2- « Et si un roi parmi les rois, ou un gouverneur parmi les gouverneurs, ou un chef d’armée monte à Goubal et ouvre ce sarcophage-ci, que le sceptre de son pouvoir soit flétri, que son trône royal soit renversé et que la paix s’enfuie de Goubal. Et, quant à lui, que son inscription soit effacée « à la face de Goubal » ».
(Lecture H., Sader, Liban l’autre Rive, 1998, p. 126).
Cette inscription datée du Xe siècle av. J.-C., est le premier exemple le plus complet de l’alphabet phénicien. En effet, dix-neuf des vingt-deux lettres y sont gravées témoignant de l’aboutissement de l’élaboration de cet alphabet au cours du IIe millénaire av. J.-C.
Le sarcophage et l’inscription ont suscité un grand intérêt lors de sa découverte, et furent publiés notamment par René Dussaud en 1924 (Syria, vol. V,1924, pp. 135-157), puis Ch. Torrey (JAOS, 45, 1925, pp. 269-279), pour ne citer que ceux-ci.

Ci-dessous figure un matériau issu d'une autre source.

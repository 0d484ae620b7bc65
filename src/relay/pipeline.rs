//! Relay pipeline: gate, classify, translate and fan out

use futures::future::join_all;
use std::sync::Arc;
use tracing::{debug, info};

use crate::core::client::LanguageModel;
use crate::core::config::RelayConfig;
use crate::core::models::{
    Content, Destination, DispatchResult, DropReason, Post, RelayReport, TranslationOutcome,
};
use crate::relay::classifier::classify;
use crate::relay::dispatcher::{FanoutDispatcher, FeedPublisher};
use crate::relay::gate::SourceGate;
use crate::relay::translation::TranslationService;

/// Runs each incoming post through the relay
#[derive(Clone)]
pub struct RelayPipeline {
    config: Arc<RelayConfig>,
    gate: SourceGate,
    translator: TranslationService,
    dispatcher: FanoutDispatcher,
}

impl RelayPipeline {
    pub fn new(
        config: Arc<RelayConfig>,
        model: Arc<dyn LanguageModel>,
        publisher: Arc<dyn FeedPublisher>,
    ) -> Self {
        Self {
            gate: SourceGate::new(config.relay.source_feed_id),
            translator: TranslationService::new(model, config.clone()),
            dispatcher: FanoutDispatcher::new(publisher),
            config,
        }
    }

    pub fn translator(&self) -> &TranslationService {
        &self.translator
    }

    /// Process one post
    ///
    /// Destinations are handled concurrently; each one's delivery waits only
    /// for its own translation.
    pub async fn process(&self, post: &Post) -> RelayReport {
        if !self.gate.admit(post) {
            return RelayReport::Dropped(DropReason::ForeignFeed);
        }

        let content = classify(post);
        if content == Content::Empty {
            debug!(message_id = post.message_id, "Ignoring empty post");
            return RelayReport::Dropped(DropReason::Empty);
        }

        let results = join_all(
            self.config
                .relay
                .destinations
                .iter()
                .map(|destination| self.relay_to(post, &content, destination)),
        )
        .await;

        let delivered = results.iter().filter(|r| r.is_delivered()).count();
        info!(
            message_id = post.message_id,
            attachment = %post.attachment,
            "Post relayed to {}/{} destinations",
            delivered,
            results.len()
        );

        RelayReport::Relayed(results)
    }

    async fn relay_to(&self, post: &Post, content: &Content, destination: &Destination) -> DispatchResult {
        // Unset destinations never cost a translation call
        let outcome = if destination.is_enabled() {
            self.translator
                .translate(content.translatable(), &destination.language)
                .await
        } else {
            TranslationOutcome::translated("", "")
        };

        self.dispatcher
            .dispatch_one(post, content, destination, &outcome)
            .await
    }
}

À la suite de sa découverte, l'objet fut présenté dans un musée temporaire situé au centre-ville de Beyrouth, le Musée national Libanais où seules les antiquités mises au jour à Byblos étaient exposées. Placé au centre de la salle 2, dénommée "Salle de l’alphabet", il en constituait la pièce maîtresse. À partir de 1937, il fut transféré au sous-sol du Musée national, avant d’être installé de manière permanente au rez-de-chaussée de l’établissement.
Bibliographie : R. Dussaud, « Les inscriptions phéniciennes du tombeau d'Ahiram roi de Byblos », Syria, vol. 5, no 2, 1924, p. 135-157 ; Ch. C. Torrey, « The Ahiram Inscription of Byblos », Journal of the American Oriental Society, vol. 45, 1925, p. 269–279 ; P. Montet, Byblos et l'Égypte, quatre campagnes des fouilles 1921-1924, Paris, Terre du Liban, 1928 ; G. E. Markoe, « The Emergence of Phoenician Art », Bulletin of the American Schools of Oriental Research, vol. 279, no 279, 1990, p. 13–26 ; Collectif, Institut du monde arabe, Liban, l'Autre rive, Paris, Flammarion, Paris, 1998, p. 126 ; Reinhard G. Lehmann, Die Inschrift(en) des Ahirom-Sarkophags und die Schachtinschrift des Grabes V in Jbeil (Byblos), Mayence, Zabern, 2005 ; A.-M. Maïla Afeiche, Le Guide du Musée national de Beyrouth, 2020, p. 32-37.